O delegado Leandro Almada, que lidera a Divisão Antiterrorismo da Polícia Federal, manifestou sua oposição a um projeto de lei que equipara facções criminosas a organizações terroristas. Em declarações feitas em uma reunião na Comissão Mista de Controle das Atividades de Inteligência, ele enfatizou que a proposta pode resultar em um aumento significativo nos custos para o setor empresarial, que teria que investir pesadamente em compliance para se adaptar às novas regulamentações.
Almada argumentou que as implicações financeiras do projeto são preocupantes e que o mercado financeiro já expressou suas preocupações sobre os custos que um enquadramento desse tipo geraria. Ele também ressaltou que a medida poderia prejudicar a imagem do Brasil no exterior, afetando diretamente a nota de crédito do país e, por conseguinte, o custo do crédito para os cidadãos brasileiros em diversas áreas econômicas.

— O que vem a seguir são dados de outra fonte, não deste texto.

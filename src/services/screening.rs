//! Watch-list screening: fundamentals filter, technical filter, rank by
//! market cap, truncate.

use crate::config::{IndicatorConfig, ScreeningConfig, TechnicalCondition};
use crate::error::Result;
use crate::services::collaborators::{StorageBackend, UniverseProvider};
use crate::services::price_cache::PriceCache;
use crate::services::signals::indicators::{
    moving_average_series, recent_crossovers, rsi, spiked_within,
};
use crate::types::{
    CrossDirection, FundamentalMetrics, Instrument, PriceSeries, ScreenedInstrument,
    TechnicalFlag, ValuationRatios,
};
use std::sync::Arc;
use tracing::{debug, info, warn};

/// PER used to scale the valuation part of the score when no cap is set.
const REFERENCE_PER: f64 = 30.0;

pub struct ScreeningEngine {
    universe: Arc<dyn UniverseProvider>,
    storage: Arc<dyn StorageBackend>,
    cache: Arc<PriceCache>,
    config: ScreeningConfig,
    indicators: IndicatorConfig,
}

impl ScreeningEngine {
    pub fn new(
        universe: Arc<dyn UniverseProvider>,
        storage: Arc<dyn StorageBackend>,
        cache: Arc<PriceCache>,
        config: ScreeningConfig,
        indicators: IndicatorConfig,
    ) -> Self {
        Self {
            universe,
            storage,
            cache,
            config,
            indicators,
        }
    }

    /// Screen the configured market, persist the new set wholesale and
    /// return it.
    pub async fn run(&self) -> Result<Vec<ScreenedInstrument>> {
        let universe = self.universe.list_instruments(&self.config.market).await?;
        info!(
            "Screening {} instruments from {}",
            universe.len(),
            self.config.market
        );

        let mut candidates = Vec::new();
        for instrument in universe {
            if let Some(candidate) = self.evaluate(&instrument).await {
                candidates.push(candidate);
            }
        }

        let passed = candidates.len();
        let set = select(candidates, self.config.top_n);
        self.storage.replace_screened_set(&set).await?;
        info!("Screening kept {} of {} passing instruments", set.len(), passed);
        Ok(set)
    }

    /// Screen one instrument. Lookup failures drop only this instrument.
    async fn evaluate(&self, instrument: &Instrument) -> Option<ScreenedInstrument> {
        let id = &instrument.id;
        let metrics = match self.storage.read_latest_fundamentals(id).await {
            Ok(Some(metrics)) => metrics,
            Ok(None) => {
                debug!("No fundamentals for {}, skipping", id);
                return None;
            }
            Err(e) => {
                warn!("Failed to read fundamentals for {}: {}", id, e);
                return None;
            }
        };
        let valuation = match self.storage.read_valuation(id).await {
            Ok(valuation) => valuation,
            Err(e) => {
                warn!("Failed to read valuation for {}: {}", id, e);
                None
            }
        };

        if !passes_fundamentals(&metrics, valuation.as_ref(), &self.config) {
            return None;
        }

        let series = self.series_for(id).await?;
        let flags = technical_flags(&series, &self.config.technical_conditions, &self.indicators);
        if flags.is_empty() {
            return None;
        }

        Some(ScreenedInstrument {
            instrument_id: id.clone(),
            display_name: instrument.name.clone(),
            market_cap: instrument.market_cap,
            fundamental_score: fundamental_score(&metrics, valuation.as_ref(), &self.config),
            technical_flags: flags,
            rank: 0,
        })
    }

    /// Cached series when the instrument is live, otherwise stored bars.
    async fn series_for(&self, id: &str) -> Option<PriceSeries> {
        if let Some(series) = self.cache.get_series(id) {
            return Some(series);
        }
        match self.storage.read_price_history(id).await {
            Ok(bars) => Some(PriceSeries::from_bars(id, bars, usize::MAX)),
            Err(e) => {
                warn!("Failed to read price history for {}: {}", id, e);
                None
            }
        }
    }
}

/// ROE inside the configured range, debt ratio under the cap and, when a PER
/// cap is set, a positive PER under it.
pub fn passes_fundamentals(
    metrics: &FundamentalMetrics,
    valuation: Option<&ValuationRatios>,
    config: &ScreeningConfig,
) -> bool {
    if metrics.roe < config.min_roe || metrics.roe > config.max_roe {
        return false;
    }
    if metrics.debt_ratio > config.max_debt_ratio {
        return false;
    }
    match config.max_per {
        Some(max_per) => matches!(
            valuation.and_then(|v| v.per),
            Some(per) if per > 0.0 && per <= max_per
        ),
        None => true,
    }
}

/// 0..=100: ROE position in range (40), low leverage (30), cheap PER (30).
/// An unknown PER scores half.
pub fn fundamental_score(
    metrics: &FundamentalMetrics,
    valuation: Option<&ValuationRatios>,
    config: &ScreeningConfig,
) -> f64 {
    let roe_span = (config.max_roe - config.min_roe).max(f64::EPSILON);
    let roe = ((metrics.roe - config.min_roe) / roe_span).clamp(0.0, 1.0) * 40.0;

    let debt = if config.max_debt_ratio > 0.0 {
        (1.0 - metrics.debt_ratio / config.max_debt_ratio).clamp(0.0, 1.0) * 30.0
    } else {
        0.0
    };

    let reference = config.max_per.unwrap_or(REFERENCE_PER);
    let per = match valuation.and_then(|v| v.per) {
        Some(per) if per > 0.0 => (1.0 - per / reference).clamp(0.0, 1.0) * 30.0,
        Some(_) => 0.0,
        None => 15.0,
    };

    (roe + debt + per).clamp(0.0, 100.0)
}

/// Technical conditions that hold on a series, in configured order.
pub fn technical_flags(
    series: &PriceSeries,
    conditions: &[TechnicalCondition],
    indicators: &IndicatorConfig,
) -> Vec<TechnicalFlag> {
    let closes = series.closes();
    let volumes = series.volumes();
    let mut flags = Vec::new();

    for condition in conditions {
        let (flag, holds) = match *condition {
            TechnicalCondition::RsiBelow(threshold) => (
                TechnicalFlag::RsiBelowThreshold,
                rsi(&closes, indicators.rsi_period)
                    .value()
                    .is_some_and(|r| r.value < threshold),
            ),
            TechnicalCondition::VolumeSpikeWithin { sessions } => (
                TechnicalFlag::RecentVolumeSpike,
                spiked_within(
                    &volumes,
                    indicators.volume_window,
                    sessions,
                    indicators.volume_spike_multiplier,
                ),
            ),
            TechnicalCondition::GoldenCrossWithin { sessions } => {
                let fast = moving_average_series(
                    &closes,
                    indicators.fast_window,
                    indicators.moving_average,
                );
                let slow = moving_average_series(
                    &closes,
                    indicators.slow_window,
                    indicators.moving_average,
                );
                (
                    TechnicalFlag::RecentGoldenCross,
                    recent_crossovers(&fast, &slow, sessions).contains(&CrossDirection::Golden),
                )
            }
        };
        if holds && !flags.contains(&flag) {
            flags.push(flag);
        }
    }
    flags
}

/// Rank by market cap descending, ties by id ascending, keep the top `n`.
pub fn select(mut candidates: Vec<ScreenedInstrument>, top_n: usize) -> Vec<ScreenedInstrument> {
    candidates.sort_by(|a, b| {
        b.market_cap
            .total_cmp(&a.market_cap)
            .then_with(|| a.instrument_id.cmp(&b.instrument_id))
    });
    candidates.truncate(top_n);
    for (i, candidate) in candidates.iter_mut().enumerate() {
        candidate.rank = i as u32 + 1;
    }
    candidates
}

#[cfg(test)]
mod tests {
    use super::*;
    use crate::types::DailyBar;
    use chrono::{Duration, NaiveDate};

    fn metrics(roe: f64, debt_ratio: f64) -> FundamentalMetrics {
        FundamentalMetrics {
            instrument_id: "005930".to_string(),
            roe,
            debt_ratio,
            eps: None,
            bps: None,
        }
    }

    fn valuation(per: Option<f64>) -> ValuationRatios {
        ValuationRatios {
            instrument_id: "005930".to_string(),
            per,
            pbr: None,
            price: 70_000.0,
        }
    }

    fn candidate(id: &str, cap: f64) -> ScreenedInstrument {
        ScreenedInstrument {
            instrument_id: id.to_string(),
            display_name: id.to_string(),
            market_cap: cap,
            fundamental_score: 50.0,
            technical_flags: vec![TechnicalFlag::RsiBelowThreshold],
            rank: 0,
        }
    }

    fn series(closes: &[f64], volumes: &[u64]) -> PriceSeries {
        let start = NaiveDate::from_ymd_opt(2024, 1, 1).unwrap();
        let bars = closes
            .iter()
            .zip(volumes)
            .enumerate()
            .map(|(i, (&close, &volume))| DailyBar {
                instrument_id: "005930".to_string(),
                date: start + Duration::days(i as i64),
                open: close,
                high: close,
                low: close,
                close,
                volume,
            })
            .collect();
        PriceSeries::from_bars("005930", bars, 100)
    }

    // =========================================================================
    // Fundamentals Tests
    // =========================================================================

    #[test]
    fn test_fundamental_thresholds() {
        let config = ScreeningConfig::default();
        assert!(passes_fundamentals(&metrics(12.0, 80.0), None, &config));
        assert!(!passes_fundamentals(&metrics(3.0, 80.0), None, &config));
        assert!(!passes_fundamentals(&metrics(60.0, 80.0), None, &config));
        assert!(!passes_fundamentals(&metrics(12.0, 250.0), None, &config));
    }

    #[test]
    fn test_per_cap() {
        let config = ScreeningConfig {
            max_per: Some(15.0),
            ..ScreeningConfig::default()
        };
        let m = metrics(12.0, 80.0);
        assert!(passes_fundamentals(&m, Some(&valuation(Some(10.0))), &config));
        assert!(!passes_fundamentals(&m, Some(&valuation(Some(20.0))), &config));
        assert!(!passes_fundamentals(&m, Some(&valuation(Some(-4.0))), &config));
        assert!(!passes_fundamentals(&m, None, &config));
    }

    #[test]
    fn test_fundamental_score_bounds() {
        let config = ScreeningConfig::default();
        let best = fundamental_score(&metrics(50.0, 0.0), Some(&valuation(Some(0.0001))), &config);
        assert!(best > 99.0 && best <= 100.0);
        let worst = fundamental_score(&metrics(5.0, 200.0), Some(&valuation(Some(-1.0))), &config);
        assert_eq!(worst, 0.0);
        // Unknown PER scores half of its share
        assert_eq!(fundamental_score(&metrics(5.0, 200.0), None, &config), 15.0);
    }

    // =========================================================================
    // Technical Flag Tests
    // =========================================================================

    #[test]
    fn test_rsi_below_flag() {
        let falling: Vec<f64> = (0..20).map(|i| 100.0 - i as f64).collect();
        let flags = technical_flags(
            &series(&falling, &[1_000; 20]),
            &[TechnicalCondition::RsiBelow(40.0)],
            &IndicatorConfig::default(),
        );
        assert_eq!(flags, vec![TechnicalFlag::RsiBelowThreshold]);
    }

    #[test]
    fn test_volume_spike_flag() {
        let mut volumes = vec![1_000u64; 20];
        volumes[18] = 5_000;
        let flags = technical_flags(
            &series(&[100.0; 20], &volumes),
            &[
                TechnicalCondition::RsiBelow(40.0),
                TechnicalCondition::VolumeSpikeWithin { sessions: 3 },
            ],
            &IndicatorConfig::default(),
        );
        // Flat closes give RSI 50
        assert_eq!(flags, vec![TechnicalFlag::RecentVolumeSpike]);
    }

    #[test]
    fn test_golden_cross_flag() {
        let config = IndicatorConfig {
            fast_window: 2,
            slow_window: 3,
            ..IndicatorConfig::default()
        };
        let flags = technical_flags(
            &series(&[5.0, 5.0, 5.0, 7.0, 7.0], &[100; 5]),
            &[TechnicalCondition::GoldenCrossWithin { sessions: 3 }],
            &config,
        );
        assert_eq!(flags, vec![TechnicalFlag::RecentGoldenCross]);
    }

    #[test]
    fn test_short_history_has_no_flags() {
        let flags = technical_flags(
            &series(&[1.0, 2.0], &[10, 10]),
            &ScreeningConfig::default().technical_conditions,
            &IndicatorConfig::default(),
        );
        assert!(flags.is_empty());
    }

    // =========================================================================
    // Ranking Tests
    // =========================================================================

    #[test]
    fn test_select_ranks_and_truncates() {
        let set = select(
            vec![
                candidate("000660", 100.0),
                candidate("005930", 400.0),
                candidate("035420", 50.0),
            ],
            2,
        );
        let ids: Vec<&str> = set.iter().map(|s| s.instrument_id.as_str()).collect();
        assert_eq!(ids, vec!["005930", "000660"]);
        assert_eq!(set[0].rank, 1);
        assert_eq!(set[1].rank, 2);
    }

    #[test]
    fn test_equal_market_cap_ties_break_by_id() {
        let a = select(vec![candidate("035720", 10.0), candidate("005380", 10.0)], 10);
        let b = select(vec![candidate("005380", 10.0), candidate("035720", 10.0)], 10);
        assert_eq!(a, b);
        assert_eq!(a[0].instrument_id, "005380");
    }
}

Se o projeto for aprovado, o delegado acredita que a situação poderá se agravar, com repercussões não apenas no mercado interno, mas também nas relações comerciais do Brasil com outros países. Almada alertou que interesses estrangeiros podem se sobrepor aos nossos, criando barreiras e dificuldades para os setores produtivos do Brasil, como a indústria, o comércio e a agricultura.